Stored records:
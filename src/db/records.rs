//! Entity types stored by the record store.

use chrono::{NaiveDate, NaiveDateTime, Timelike, Utc};
use rusqlite::types::Type;
use rusqlite::Row;
use serde::{Deserialize, Serialize};

pub const DATETIME_FMT: &str = "%Y-%m-%dT%H:%M:%S";
pub const DATE_FMT: &str = "%Y-%m-%d";

/// Lifecycle status of a tree.
///
/// Transitions are restricted to the table in [`TreeStatus::can_transition`];
/// owned photos, work entries and reminders are retained at every
/// transition. Removing image files is a separate, explicit purge.
#[derive(Debug, Clone, Copy, PartialEq, Eq, Serialize, Deserialize)]
#[serde(rename_all = "lowercase")]
pub enum TreeStatus {
    Active,
    Graveyard,
    Deleted,
}

/// The legal lifecycle transitions: active trees can die or be removed,
/// graveyard trees can only be removed.
const TRANSITIONS: &[(TreeStatus, TreeStatus)] = &[
    (TreeStatus::Active, TreeStatus::Graveyard),
    (TreeStatus::Active, TreeStatus::Deleted),
    (TreeStatus::Graveyard, TreeStatus::Deleted),
];

impl TreeStatus {
    pub fn can_transition(self, to: TreeStatus) -> bool {
        TRANSITIONS.contains(&(self, to))
    }

    pub fn as_str(self) -> &'static str {
        match self {
            TreeStatus::Active => "active",
            TreeStatus::Graveyard => "graveyard",
            TreeStatus::Deleted => "deleted",
        }
    }

    pub fn parse(s: &str) -> Option<Self> {
        match s {
            "active" => Some(TreeStatus::Active),
            "graveyard" => Some(TreeStatus::Graveyard),
            "deleted" => Some(TreeStatus::Deleted),
            _ => None,
        }
    }
}

impl std::fmt::Display for TreeStatus {
    fn fmt(&self, f: &mut std::fmt::Formatter<'_>) -> std::fmt::Result {
        f.write_str(self.as_str())
    }
}

/// Where a photo's capture date came from.
///
/// `Exif` and `Manual` are authoritative; the fallback sources are
/// low-confidence and should be offered for manual correction.
#[derive(Debug, Clone, Copy, PartialEq, Eq, Serialize, Deserialize)]
#[serde(rename_all = "snake_case")]
pub enum DateConfidence {
    Exif,
    FileMtime,
    WallClock,
    Manual,
}

impl DateConfidence {
    pub fn is_low_confidence(self) -> bool {
        matches!(self, DateConfidence::FileMtime | DateConfidence::WallClock)
    }

    pub fn as_str(self) -> &'static str {
        match self {
            DateConfidence::Exif => "exif",
            DateConfidence::FileMtime => "file_mtime",
            DateConfidence::WallClock => "wall_clock",
            DateConfidence::Manual => "manual",
        }
    }

    pub fn parse(s: &str) -> Option<Self> {
        match s {
            "exif" => Some(DateConfidence::Exif),
            "file_mtime" => Some(DateConfidence::FileMtime),
            "wall_clock" => Some(DateConfidence::WallClock),
            "manual" => Some(DateConfidence::Manual),
            _ => None,
        }
    }
}

#[derive(Debug, Clone, PartialEq, Serialize, Deserialize)]
pub struct Species {
    pub id: i64,
    pub name: String,
    pub created_at: NaiveDateTime,
}

#[derive(Debug, Clone, PartialEq, Serialize, Deserialize)]
pub struct Tree {
    pub id: i64,
    /// Human-facing sequential number. Immutable, never reused.
    pub tree_number: i64,
    pub name: String,
    pub species_id: i64,
    /// Single mutable note; latest value only, no history.
    pub special_note: Option<String>,
    pub status: TreeStatus,
    pub acquired_on: Option<NaiveDate>,
    pub origin_on: Option<NaiveDate>,
    pub created_at: NaiveDateTime,
}

impl Tree {
    /// Years in training, counted from the acquisition date.
    pub fn training_age_years(&self, today: NaiveDate) -> Option<f64> {
        self.acquired_on
            .map(|d| (today - d).num_days() as f64 / 365.25)
    }

    /// Estimated true age, counted from the origin date.
    pub fn true_age_years(&self, today: NaiveDate) -> Option<f64> {
        self.origin_on
            .map(|d| (today - d).num_days() as f64 / 365.25)
    }
}

#[derive(Debug, Clone, PartialEq, Serialize, Deserialize)]
pub struct Photo {
    pub id: i64,
    pub tree_id: i64,
    /// Relative path into the image store.
    pub file_name: String,
    pub taken_at: NaiveDateTime,
    pub confidence: DateConfidence,
    pub is_primary: bool,
    /// Free-text caption for this photo.
    pub description: Option<String>,
    pub created_at: NaiveDateTime,
}

#[derive(Debug, Clone, PartialEq, Serialize, Deserialize)]
pub struct WorkEntry {
    pub id: i64,
    pub tree_id: i64,
    pub performed_at: NaiveDateTime,
    pub description: String,
    pub trunk_width_cm: Option<f64>,
    pub photo_id: Option<i64>,
    pub reminder_id: Option<i64>,
    pub created_at: NaiveDateTime,
}

#[derive(Debug, Clone, PartialEq, Serialize, Deserialize)]
pub struct Reminder {
    pub id: i64,
    pub tree_id: i64,
    pub due_on: NaiveDate,
    pub message: String,
    pub completed: bool,
    pub notified: bool,
    pub created_at: NaiveDateTime,
}

/// Current UTC time at the precision the store keeps. Columns hold
/// seconds-precision text, so returned entities must carry no sub-second
/// part or they would never compare equal to their re-read rows.
pub fn now() -> NaiveDateTime {
    let t = Utc::now().naive_utc();
    t.with_nanosecond(0).unwrap_or(t)
}

pub fn fmt_datetime(dt: NaiveDateTime) -> String {
    dt.format(DATETIME_FMT).to_string()
}

pub fn fmt_date(d: NaiveDate) -> String {
    d.format(DATE_FMT).to_string()
}

fn conversion_err(idx: usize, e: chrono::ParseError) -> rusqlite::Error {
    rusqlite::Error::FromSqlConversionFailure(idx, Type::Text, Box::new(e))
}

pub(crate) fn datetime_col(row: &Row<'_>, idx: usize) -> rusqlite::Result<NaiveDateTime> {
    let s: String = row.get(idx)?;
    NaiveDateTime::parse_from_str(&s, DATETIME_FMT).map_err(|e| conversion_err(idx, e))
}

pub(crate) fn date_col(row: &Row<'_>, idx: usize) -> rusqlite::Result<NaiveDate> {
    let s: String = row.get(idx)?;
    NaiveDate::parse_from_str(&s, DATE_FMT).map_err(|e| conversion_err(idx, e))
}

pub(crate) fn opt_date_col(row: &Row<'_>, idx: usize) -> rusqlite::Result<Option<NaiveDate>> {
    let s: Option<String> = row.get(idx)?;
    s.map(|s| NaiveDate::parse_from_str(&s, DATE_FMT).map_err(|e| conversion_err(idx, e)))
        .transpose()
}

fn bad_enum(idx: usize, what: &str, value: &str) -> rusqlite::Error {
    rusqlite::Error::FromSqlConversionFailure(
        idx,
        Type::Text,
        format!("unknown {what} \"{value}\"").into(),
    )
}

impl Species {
    pub(crate) fn from_row(row: &Row<'_>) -> rusqlite::Result<Self> {
        Ok(Species {
            id: row.get(0)?,
            name: row.get(1)?,
            created_at: datetime_col(row, 2)?,
        })
    }
}

impl Tree {
    /// Column order: id, tree_number, name, species_id, special_note,
    /// status, acquired_on, origin_on, created_at
    pub(crate) fn from_row(row: &Row<'_>) -> rusqlite::Result<Self> {
        let status_str: String = row.get(5)?;
        let status =
            TreeStatus::parse(&status_str).ok_or_else(|| bad_enum(5, "tree status", &status_str))?;
        Ok(Tree {
            id: row.get(0)?,
            tree_number: row.get(1)?,
            name: row.get(2)?,
            species_id: row.get(3)?,
            special_note: row.get(4)?,
            status,
            acquired_on: opt_date_col(row, 6)?,
            origin_on: opt_date_col(row, 7)?,
            created_at: datetime_col(row, 8)?,
        })
    }
}

impl Photo {
    /// Column order: id, tree_id, file_name, taken_at, date_confidence,
    /// is_primary, description, created_at
    pub(crate) fn from_row(row: &Row<'_>) -> rusqlite::Result<Self> {
        let conf_str: String = row.get(4)?;
        let confidence = DateConfidence::parse(&conf_str)
            .ok_or_else(|| bad_enum(4, "date confidence", &conf_str))?;
        Ok(Photo {
            id: row.get(0)?,
            tree_id: row.get(1)?,
            file_name: row.get(2)?,
            taken_at: datetime_col(row, 3)?,
            confidence,
            is_primary: row.get::<_, i64>(5)? != 0,
            description: row.get(6)?,
            created_at: datetime_col(row, 7)?,
        })
    }
}

impl WorkEntry {
    /// Column order: id, tree_id, performed_at, description,
    /// trunk_width_cm, photo_id, reminder_id, created_at
    pub(crate) fn from_row(row: &Row<'_>) -> rusqlite::Result<Self> {
        Ok(WorkEntry {
            id: row.get(0)?,
            tree_id: row.get(1)?,
            performed_at: datetime_col(row, 2)?,
            description: row.get(3)?,
            trunk_width_cm: row.get(4)?,
            photo_id: row.get(5)?,
            reminder_id: row.get(6)?,
            created_at: datetime_col(row, 7)?,
        })
    }
}

impl Reminder {
    /// Column order: id, tree_id, due_on, message, completed, notified,
    /// created_at
    pub(crate) fn from_row(row: &Row<'_>) -> rusqlite::Result<Self> {
        Ok(Reminder {
            id: row.get(0)?,
            tree_id: row.get(1)?,
            due_on: date_col(row, 2)?,
            message: row.get(3)?,
            completed: row.get::<_, i64>(4)? != 0,
            notified: row.get::<_, i64>(5)? != 0,
            created_at: datetime_col(row, 6)?,
        })
    }
}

EXERCISE REQUIREMENTS: How many of the lines above hold the word "image"? State that number and nothing else.

TASK RESPONSE: 2